Narisa thought she was awake, but she could not open her eyes. Slowly she became aware that she was lying on a lumpy couch. Her head ached, and her eyelids seemed to be glued together. She could feel the hot sun on her face.
She knew where she was; she was at home in the garden of her parents’ house, and in a moment or two her mother would come to scold her for lying in the sun so long, and tease her about tanning her skin into fine Denebian leather. Narisa could sense her approaching, and waited with laughter in her heart for the gentle, loving words she expected to hear.
Her mother’s shadow passed between Narisa and the sun, moved away, then came back again, but she did not speak to her daughter. With great effort, Narisa lifted heavy eyelids, searching for her mother’s beloved face.

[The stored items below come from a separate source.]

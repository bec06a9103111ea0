//! gRPC instrumentation helpers: method-name cleaning and the host
//! denylist check.

use apm_core::Config;

/// Normalizes a raw gRPC method name by stripping a single leading `/`.
/// Already-clean names pass through unchanged.
pub fn cleaned_method(raw: impl AsRef<str>) -> String {
    let raw = raw.as_ref();
    raw.strip_prefix('/').unwrap_or(raw).to_string()
}

/// True iff `host` matches at least one configured denylist pattern. An
/// empty or missing denylist means no host is denylisted.
pub fn host_denylisted(config: &Config, host: &str) -> bool {
    config
        .grpc_host_denylist
        .iter()
        .any(|pattern| pattern.is_match(host))
}

#[cfg(test)]
mod tests {
    use super::*;

    #[test]
    fn test_cleans_method_names() {
        assert_eq!(
            cleaned_method("/method/with/leading/slash"),
            "method/with/leading/slash"
        );
    }

    #[test]
    fn test_does_not_clean_methods_that_do_not_need_cleaning() {
        assert_eq!(
            cleaned_method("method/without/leading/slash"),
            "method/without/leading/slash"
        );
    }

    #[test]
    fn test_strips_only_one_separator() {
        assert_eq!(cleaned_method("//double"), "/double");
    }

    #[test]
    fn test_owned_and_borrowed_inputs_match() {
        let borrowed = cleaned_method("/method");
        let owned = cleaned_method(String::from("/method"));
        assert_eq!(borrowed, owned);
    }

    #[test]
    fn test_host_denylist() {
        let config = Config::default().with_grpc_host_denylist(&["unwanted"]);
        assert!(host_denylisted(&config, "unwanted_host"));
        assert!(!host_denylisted(&config, "wanted_host"));
    }

    #[test]
    fn test_empty_denylist_matches_nothing() {
        let config = Config::default();
        assert!(!host_denylisted(&config, "any_host"));
    }
}
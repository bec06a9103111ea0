use crate::error::CoreError;
use regex::Regex;
use std::env;

/// Configuration for the trace/metric core.
///
/// All keys are optional in the environment; missing or unparseable values
/// degrade to the documented defaults rather than failing startup.
#[derive(Debug, Clone)]
pub struct Config {
    /// Log level (e.g., trace, debug, info, warn, error)
    pub log_level: String,
    /// Whether Redis command arguments are recorded in trace statements.
    /// When disabled (the default), arguments are redacted as `?`.
    pub record_redis_arguments: bool,
    /// Host patterns excluded from gRPC instrumentation.
    pub grpc_host_denylist: Vec<Regex>,
    /// Maximum number of finalized transaction traces buffered before the
    /// oldest is evicted.
    pub max_buffered_traces: usize,
}

impl Default for Config {
    fn default() -> Self {
        Self {
            log_level: "info".to_string(),
            record_redis_arguments: false,
            grpc_host_denylist: Vec::new(),
            max_buffered_traces: 1000,
        }
    }
}

impl Config {
    /// Create configuration from environment variables
    pub fn from_env() -> Result<Self, CoreError> {
        let log_level = env::var("APM_LOG_LEVEL")
            .map(|val| val.to_lowercase())
            .unwrap_or_else(|_| "info".to_string());
        let record_redis_arguments = env::var("APM_RECORD_REDIS_ARGUMENTS")
            .map(|val| val.to_lowercase() == "true")
            .unwrap_or(false);
        let grpc_host_denylist = env::var("APM_GRPC_HOST_DENYLIST")
            .map(|val| parse_host_denylist(&val))
            .unwrap_or_default();
        let max_buffered_traces = env::var("APM_MAX_BUFFERED_TRACES")
            .ok()
            .and_then(|val| val.parse::<usize>().ok())
            .unwrap_or(1000);

        let config = Self {
            log_level,
            record_redis_arguments,
            grpc_host_denylist,
            max_buffered_traces,
        };

        config.validate()?;
        Ok(config)
    }

    /// Validate the configuration
    pub fn validate(&self) -> Result<(), CoreError> {
        let valid_log_levels = ["trace", "debug", "info", "warn", "error"];
        if !valid_log_levels.contains(&self.log_level.as_str()) {
            return Err(CoreError::InvalidConfig(format!(
                "Invalid log level '{}'. Must be one of: trace, debug, info, warn, error",
                self.log_level
            )));
        }

        if self.max_buffered_traces == 0 {
            return Err(CoreError::InvalidConfig(
                "APM_MAX_BUFFERED_TRACES must be greater than 0".to_string(),
            ));
        }

        Ok(())
    }

    /// Replaces the gRPC host denylist with the given raw patterns.
    ///
    /// Convenience for tests and embedders that hold patterns outside the
    /// environment. Invalid patterns are skipped, same as `from_env`.
    pub fn with_grpc_host_denylist(mut self, patterns: &[&str]) -> Self {
        self.grpc_host_denylist = patterns
            .iter()
            .filter_map(|pattern| compile_host_pattern(pattern))
            .collect();
        self
    }
}

/// Parses a comma-separated list of host patterns into compiled regexes.
///
/// Patterns that fail to compile are logged and skipped so that one bad
/// entry cannot disable the remaining denylist.
pub fn parse_host_denylist(raw: &str) -> Vec<Regex> {
    raw.split(',')
        .map(str::trim)
        .filter(|pattern| !pattern.is_empty())
        .filter_map(compile_host_pattern)
        .collect()
}

fn compile_host_pattern(pattern: &str) -> Option<Regex> {
    match Regex::new(pattern) {
        Ok(re) => Some(re),
        Err(e) => {
            tracing::error!(
                "Invalid host denylist pattern '{}': {}. Ignoring pattern.",
                pattern,
                e
            );
            None
        }
    }
}
//! Span model for transaction trace trees.
//!
//! While a transaction is live its spans are arena-backed
//! ([`SpanNode`] indices inside the transaction); finalization exports them
//! as an owned [`TraceNode`] tree. A span is "open" until its stop offset is
//! set, and children attach only to the innermost open span.

use serde::Serialize;
use std::collections::HashMap;
use std::time::Duration;

/// Well-known span attribute keys.
pub mod attributes {
    pub const HOST: &str = "host";
    pub const PORT_PATH_OR_ID: &str = "port_path_or_id";
    pub const DATABASE_NAME: &str = "database_name";
    pub const STATEMENT: &str = "statement";
}

/// An error attributed to a span or transaction.
#[derive(Clone, Debug, PartialEq, Eq, Serialize)]
pub struct NoticedError {
    pub class_name: String,
    pub message: String,
}

impl NoticedError {
    pub fn new(class_name: impl Into<String>, message: impl Into<String>) -> Self {
        Self {
            class_name: class_name.into(),
            message: message.into(),
        }
    }

    /// Captures a concrete error type. Rust has no runtime class names, so
    /// the type path stands in for one.
    pub fn from_error<E: std::error::Error>(error: &E) -> Self {
        Self {
            class_name: std::any::type_name::<E>().to_string(),
            message: error.to_string(),
        }
    }
}

/// Handle to an open span within its transaction.
#[derive(Clone, Copy, Debug, PartialEq, Eq)]
pub struct SpanHandle(pub(crate) usize);

/// Live span storage inside a transaction's arena.
#[derive(Debug)]
pub(crate) struct SpanNode {
    pub name: String,
    /// Offset from the transaction start.
    pub started_at: Duration,
    /// Unset while the span is open. `stopped_at >= started_at` once closed.
    pub stopped_at: Option<Duration>,
    pub attributes: HashMap<String, String>,
    pub error: Option<NoticedError>,
    /// Child indices in call order.
    pub children: Vec<usize>,
    /// Sum of direct children's durations, maintained as they close.
    pub child_time: Duration,
}

impl SpanNode {
    pub fn new(name: String, started_at: Duration) -> Self {
        Self {
            name,
            started_at,
            stopped_at: None,
            attributes: HashMap::new(),
            error: None,
            children: Vec::new(),
            child_time: Duration::ZERO,
        }
    }

    pub fn duration(&self) -> Duration {
        self.stopped_at
            .map(|stopped| stopped.saturating_sub(self.started_at))
            .unwrap_or_default()
    }
}

/// One span in a finalized trace tree.
#[derive(Clone, Debug, Serialize)]
pub struct TraceNode {
    pub name: String,
    #[serde(serialize_with = "serialize_duration_secs")]
    pub duration: Duration,
    #[serde(serialize_with = "serialize_duration_secs")]
    pub exclusive: Duration,
    pub attributes: HashMap<String, String>,
    pub error: Option<NoticedError>,
    pub children: Vec<TraceNode>,
}

impl TraceNode {
    pub fn attribute(&self, key: &str) -> Option<&str> {
        self.attributes.get(key).map(String::as_str)
    }

    /// Child by call order.
    ///
    /// # Panics
    ///
    /// Panics when the index is out of range; intended for test navigation.
    pub fn child(&self, index: usize) -> &TraceNode {
        &self.children[index]
    }
}

fn serialize_duration_secs<S>(duration: &Duration, serializer: S) -> Result<S::Ok, S::Error>
where
    S: serde::Serializer,
{
    serializer.serialize_f64(duration.as_secs_f64())
}
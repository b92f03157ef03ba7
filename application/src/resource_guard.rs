//! Memory pressure guard
//!
//! Classifies process memory samples against warning and critical
//! thresholds. The worker consults [`ResourceGuard::check`] before every
//! cycle and pauses while the verdict is [`MemoryVerdict::OutOfBounds`];
//! a background task started by [`ResourceGuard::spawn_monitor`] logs
//! usage once per minute so pressure trends show up in the logs before
//! the worker ever stalls.

use std::sync::Arc;
use std::time::Duration;

use tokio::task::JoinHandle;
use tokio_util::sync::CancellationToken;
use tracing::{error, info, warn};

use crate::ports::memory::{MemoryProbe, MemorySample};

const MIB: u64 = 1024 * 1024;

/// Default monitor cadence.
pub const MONITOR_INTERVAL: Duration = Duration::from_secs(60);

/// Warning and critical limits for the two watched metrics.
///
/// Crossing a critical limit on either metric pushes the verdict to
/// `OUT_OF_BOUNDS`; crossing a warning limit only logs.
#[derive(Debug, Clone, Copy)]
pub struct MemoryThresholds {
    heap_warning_bytes: u64,
    heap_critical_bytes: u64,
    resident_warning_bytes: u64,
    resident_critical_bytes: u64,
}

impl Default for MemoryThresholds {
    fn default() -> Self {
        Self {
            heap_warning_bytes: 400 * MIB,
            heap_critical_bytes: 700 * MIB,
            resident_warning_bytes: 500 * MIB,
            resident_critical_bytes: 900 * MIB,
        }
    }
}

impl MemoryThresholds {
    pub fn heap_warning_bytes(&self) -> u64 {
        self.heap_warning_bytes
    }

    pub fn heap_critical_bytes(&self) -> u64 {
        self.heap_critical_bytes
    }

    pub fn resident_warning_bytes(&self) -> u64 {
        self.resident_warning_bytes
    }

    pub fn resident_critical_bytes(&self) -> u64 {
        self.resident_critical_bytes
    }

    // ==================== Builder Methods ====================

    pub fn with_heap_warning_bytes(mut self, bytes: u64) -> Self {
        self.heap_warning_bytes = bytes;
        self
    }

    pub fn with_heap_critical_bytes(mut self, bytes: u64) -> Self {
        self.heap_critical_bytes = bytes;
        self
    }

    pub fn with_resident_warning_bytes(mut self, bytes: u64) -> Self {
        self.resident_warning_bytes = bytes;
        self
    }

    pub fn with_resident_critical_bytes(mut self, bytes: u64) -> Self {
        self.resident_critical_bytes = bytes;
        self
    }
}

/// Outcome of a guard check.
#[derive(Debug, Clone, Copy, PartialEq, Eq)]
pub enum MemoryVerdict {
    InBounds,
    OutOfBounds,
}

/// Threshold evaluator over a [`MemoryProbe`].
pub struct ResourceGuard {
    probe: Arc<dyn MemoryProbe>,
    thresholds: MemoryThresholds,
}

impl ResourceGuard {
    pub fn new(probe: Arc<dyn MemoryProbe>, thresholds: MemoryThresholds) -> Self {
        Self { probe, thresholds }
    }

    /// Sample and classify current usage.
    ///
    /// A failing probe cannot be classified; it logs a warning and
    /// reports `InBounds` so the worker keeps running.
    pub async fn check(&self) -> MemoryVerdict {
        match self.probe.sample().await {
            Ok(sample) => evaluate(&sample, &self.thresholds),
            Err(e) => {
                warn!("Memory probe failed: {e}");
                MemoryVerdict::InBounds
            }
        }
    }

    /// Start the periodic usage logger. Runs until `shutdown` fires.
    pub fn spawn_monitor(
        self: &Arc<Self>,
        interval: Duration,
        shutdown: CancellationToken,
    ) -> JoinHandle<()> {
        let guard = Arc::clone(self);
        tokio::spawn(async move {
            let mut ticker = tokio::time::interval(interval);
            loop {
                tokio::select! {
                    _ = shutdown.cancelled() => break,
                    _ = ticker.tick() => {}
                }
                match guard.probe.sample().await {
                    Ok(sample) => {
                        info!(
                            heap_mb = sample.heap_bytes.map(|b| b / MIB),
                            resident_mb = sample.resident_bytes / MIB,
                            "Memory usage"
                        );
                        evaluate(&sample, &guard.thresholds);
                    }
                    Err(e) => warn!("Memory probe failed: {e}"),
                }
            }
        })
    }
}

fn evaluate(sample: &MemorySample, thresholds: &MemoryThresholds) -> MemoryVerdict {
    let mut verdict = MemoryVerdict::InBounds;

    if let Some(heap) = sample.heap_bytes {
        if heap >= thresholds.heap_critical_bytes {
            error!(
                heap_mb = heap / MIB,
                limit_mb = thresholds.heap_critical_bytes / MIB,
                "Heap usage critical"
            );
            verdict = MemoryVerdict::OutOfBounds;
        } else if heap >= thresholds.heap_warning_bytes {
            warn!(
                heap_mb = heap / MIB,
                limit_mb = thresholds.heap_warning_bytes / MIB,
                "Heap usage high"
            );
        }
    }

    if sample.resident_bytes >= thresholds.resident_critical_bytes {
        error!(
            resident_mb = sample.resident_bytes / MIB,
            limit_mb = thresholds.resident_critical_bytes / MIB,
            "Resident memory critical"
        );
        verdict = MemoryVerdict::OutOfBounds;
    } else if sample.resident_bytes >= thresholds.resident_warning_bytes {
        warn!(
            resident_mb = sample.resident_bytes / MIB,
            limit_mb = thresholds.resident_warning_bytes / MIB,
            "Resident memory high"
        );
    }

    verdict
}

“This isn’t Belta!” The dream gone, she reared upward suddenly, only to be pulled firmly down again. Without thinking, she released the safety harness so she could sit. That automatic motion brought her to complete wakefulness, to the memory of where she really was - in the Empty Sector, where it was said dreams could be so real they led humans to madness. This, the computer on the rescue pod had told her, was the only planet within many parsecs that had a breathable, although thin, atmosphere. She’d had no choice about where to land, for the pod had almost run out of air. A thin atmosphere was better than none at all, she had reasoned, but it made landing difficult.
There hadn’t been enough air friction to slow the pod properly, so it had crashed and bounced several times before the entry door had broken open and the little ship suddenly stopped moving. An instant later Narisa had lost consciousness.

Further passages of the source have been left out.